Twenty patients underwent a brain MRI scan at 1 year after acute infection. Among these, 10 had normal findings, 4 patients had white matter lesions (2 with Fazekas score 1, and 2 with Fazekas score 2), 3 patients had medial temporal atrophy (2 patients with Scheltens score of 1, and 1 patient with Scheltens score of 2), and 3 patients had both (Fazekas score 1 associated with Scheltens score 1, 2, or 3). Finally, 1 patient also had hyperintensity in the olfactory grooves. There was no association between the presence of any MRI anomalies and cognitive impairment (p = 0.670).

Table V compares patients with vs those without persistent cognitive deficit at 1 year. Multivariate logistic regression analysis was performed including all variables with a p-value < 0.05 by univariate analysis. The duration of oxygen therapy in the acute phase and the MMSE score at 3 months after infection were found to be significantly associated with the presence of persistent cognitive impairment at 1 year (odds ratio 0.926 [0.871–0.985], p = 0.015 and 0.464 [0.276–0.783], p = 0.004, respectively, R² 0.372 Cox and Snell, 0.497 Nagelkerke).

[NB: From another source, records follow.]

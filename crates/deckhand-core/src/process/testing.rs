//! In-memory launcher for exercising the supervisor without real processes.
//!
//! Enabled for this crate's tests and, through the `test-support` feature,
//! for downstream crates.

use std::sync::{Arc, Mutex, MutexGuard};

use super::{
    AgentExit, EventSender, ExitSignal, ExitTracker, LaunchMode, LaunchRequest, Launcher,
    ProcessEvent, ProcessHandle, StopSignal,
};
use crate::error::LaunchError;

fn lock<T>(m: &Mutex<T>) -> MutexGuard<'_, T> {
    m.lock().unwrap_or_else(|e| e.into_inner())
}

/// A process handle with no process behind it.
///
/// Signals are recorded. When wired to an event channel, a signal the fake
/// obeys also produces the matching [`ProcessEvent::Exit`].
pub struct FakeProcess {
    pid: Option<u32>,
    tracker: ExitTracker,
    signals: Arc<Mutex<Vec<StopSignal>>>,
    events: Option<EventSender>,
    ignore_terminate: bool,
}

impl FakeProcess {
    pub fn new(pid: Option<u32>) -> Self {
        Self {
            pid,
            tracker: ExitTracker::new(),
            signals: Arc::default(),
            events: None,
            ignore_terminate: false,
        }
    }
}

impl ProcessHandle for FakeProcess {
    fn mode(&self) -> LaunchMode {
        LaunchMode::Piped
    }

    fn pid(&self) -> Option<u32> {
        self.pid
    }

    fn kill(&mut self, signal: StopSignal) {
        self.tracker.mark_killed();
        lock(&self.signals).push(signal);

        if self.tracker.exit().is_some() {
            return;
        }
        let number = match signal {
            StopSignal::Terminate if self.ignore_terminate => return,
            StopSignal::Terminate => 15,
            StopSignal::Kill => 9,
        };
        let exit = AgentExit {
            code: None,
            signal: Some(ExitSignal::Number(number)),
        };
        self.tracker.record_exit(exit.clone());
        if let Some(ref events) = self.events {
            let _ = events.send(ProcessEvent::Exit(exit));
        }
    }

    fn exit_status(&self) -> Option<AgentExit> {
        self.tracker.exit()
    }

    fn is_killed(&self) -> bool {
        self.tracker.killed()
    }
}

/// Test-side view of one fake launch.
#[derive(Clone)]
pub struct FakeRun {
    pub request: LaunchRequest,
    events: EventSender,
    tracker: ExitTracker,
    signals: Arc<Mutex<Vec<StopSignal>>>,
}

impl FakeRun {
    /// Emit raw stdout bytes, as a reader thread would.
    pub fn stdout(&self, text: &str) {
        let _ = self.events.send(ProcessEvent::Stdout(text.as_bytes().to_vec()));
    }

    pub fn stderr(&self, text: &str) {
        let _ = self.events.send(ProcessEvent::Stderr(text.as_bytes().to_vec()));
    }

    /// End the process with the given status.
    pub fn exit(&self, exit: AgentExit) {
        self.tracker.record_exit(exit.clone());
        let _ = self.events.send(ProcessEvent::Exit(exit));
    }

    pub fn exit_code(&self, code: i32) {
        self.exit(AgentExit::with_code(code));
    }

    /// Signals delivered to this run, in order.
    pub fn signals(&self) -> Vec<StopSignal> {
        lock(&self.signals).clone()
    }
}

#[derive(Default)]
struct FakeState {
    runs: Vec<FakeRun>,
    fail_with: Option<String>,
    ignore_terminate: bool,
}

/// A [`Launcher`] that hands out [`FakeProcess`]es.
///
/// Clones share state, so a test can keep one while the supervisor owns
/// another.
#[derive(Clone, Default)]
pub struct FakeLauncher {
    state: Arc<Mutex<FakeState>>,
}

impl FakeLauncher {
    pub fn new() -> Self {
        Self::default()
    }

    /// Make every following launch fail with this message.
    pub fn fail_with(&self, message: impl Into<String>) {
        lock(&self.state).fail_with = Some(message.into());
    }

    pub fn succeed(&self) {
        lock(&self.state).fail_with = None;
    }

    /// Processes launched from now on survive SIGTERM and only die on SIGKILL.
    pub fn ignore_terminate(&self) {
        lock(&self.state).ignore_terminate = true;
    }

    pub fn launches(&self) -> usize {
        lock(&self.state).runs.len()
    }

    pub fn run(&self, index: usize) -> Option<FakeRun> {
        lock(&self.state).runs.get(index).cloned()
    }

    pub fn last_run(&self) -> Option<FakeRun> {
        lock(&self.state).runs.last().cloned()
    }
}

impl Launcher for FakeLauncher {
    fn launch(
        &self,
        request: &LaunchRequest,
        events: EventSender,
    ) -> Result<Box<dyn ProcessHandle>, LaunchError> {
        let mut state = lock(&self.state);
        if let Some(ref message) = state.fail_with {
            return Err(LaunchError::Spawn(message.clone()));
        }

        let pid = 10_000 + state.runs.len() as u32;
        let process = FakeProcess {
            pid: Some(pid),
            tracker: ExitTracker::new(),
            signals: Arc::default(),
            events: Some(events.clone()),
            ignore_terminate: state.ignore_terminate,
        };
        state.runs.push(FakeRun {
            request: request.clone(),
            events,
            tracker: process.tracker.clone(),
            signals: Arc::clone(&process.signals),
        });
        Ok(Box::new(process))
    }
}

Table V. Univariate analysis comparing patients with vs those without cognitive deficit at 12 months

	No deficit at 12 months n = 25	≥1 deficit at 12 months n = 30	p-value
Patient characteristics, n (%)
Age > 65 years	14 (56)	14 (47)	0.491
Women	9 (36)	13 (43)	0.580
Obesity	11 (44)	12 (40)	0.765
Diabetes	4 (16)	7 (23)	0.498
Hypertension	11 (44)	14 (47)	0.843
> 2 comorbidities	14 (56)	17 (57)	0.960
Level of education
Less than high school	13 (52)	15 (50)	1
High school diploma	6 (20)	6 (20)
University or higher	8 (32)	9 (30)
Acute symptoms
Loss of smell, n (%)	8 (33)	10 (33)	1
Asthenia, n (%)	18 (75)	22 (73)	0.890
PaO2 at admission (mmHg), median [IQR]	74 [65–80]	76.5 [64–86]	0.291
PaCO2 at admission (mmHg), median [IQR]	34.5 [32–37.7]	34.5 [30–37]	0.665
Weight loss (kg), median [IQR]	9 [6–16]	6 [2.7–15.2]	0.094
Peak CRP (mg/L), median [IQR]	158 [115–239]	188 [88–188]	0.838
Troponin at admission (ng/L), median [IQR]	21 [7.5–46.5]	13 [8–18]	0.290
Acute management
Need for ICU admission, n (%)	19 (76)	12 (40)	0.007
Orotracheal intubation, n (%)	12 (48)	6 (20)	0.028
Duration of ventilation, days, median [IQR]	17 [9.2–38.2]	9 [7–14]	0.007
Corticosteroids, n (%)	20 (80)	18 (60)	0.110
Evaluation at 3 months, median [IQR]
MoCA	25 [25–27]	23.5 [19.5–26]	0.01
MMSE	29 [28–29]	26.5 [24.7–28]	< 0.001
Complaints at 12 months
Complained of cognitive impairment, n (%)	14 (56)	17 (57)	0.906
Complained of fatigue, n (%)	5 (20)	1 (3)	0.082
Complained of mood disturbance, n (%)	8 (25)	12 (40)	0.539
HADS-Anxiety*, median [IQR]	4 [2–8]	6 [4–7.5]	0.250
HADS-Depression*, median [IQR]	4 [1.5–7.5]	6 [2–10.5]	0.325
MFIS*, median [IQR]	35 [11.5–58.5]	46 [23.5–61]	0.45
Cognitive	3 [0–5]	4 [1.5–6]	0.201
Physical	23 [4–28]	21 [14.5–29]	0.869
Social	17 [4–24]	20 [6.5–28.5]	0.255
WHOQoL – BREF, median [IQR]
Physical*	64.3 [53.6–82.1]	60.7 [39.3–67.9]	0.161
Psychological*	66.7 [58.3–81.2]	62.5 [54.2–72.9]	0.243
Social*	66.7 [54.2–83.3]	66.7 [54.2–79.2]	0.630
Environmental*	78.1 [68.7–90.6]	75 [64.1–87.5]	0.418
IQR: interquartile range; PaO2: partial pressure of oxygen; PaCO2: partial pressure of carbon dioxide; CRP: C-reactive protein; ICU: intensive care unit; MoCA: Montreal Cognitive Assessment; MMSE: Mini mental State Examination; HADS: Hospital Anxiety and Depression Scale; MFIS: Modified Fatigue Impact Scale; WHOQoL: World Health Organization Quality Of Life. *1 missing data.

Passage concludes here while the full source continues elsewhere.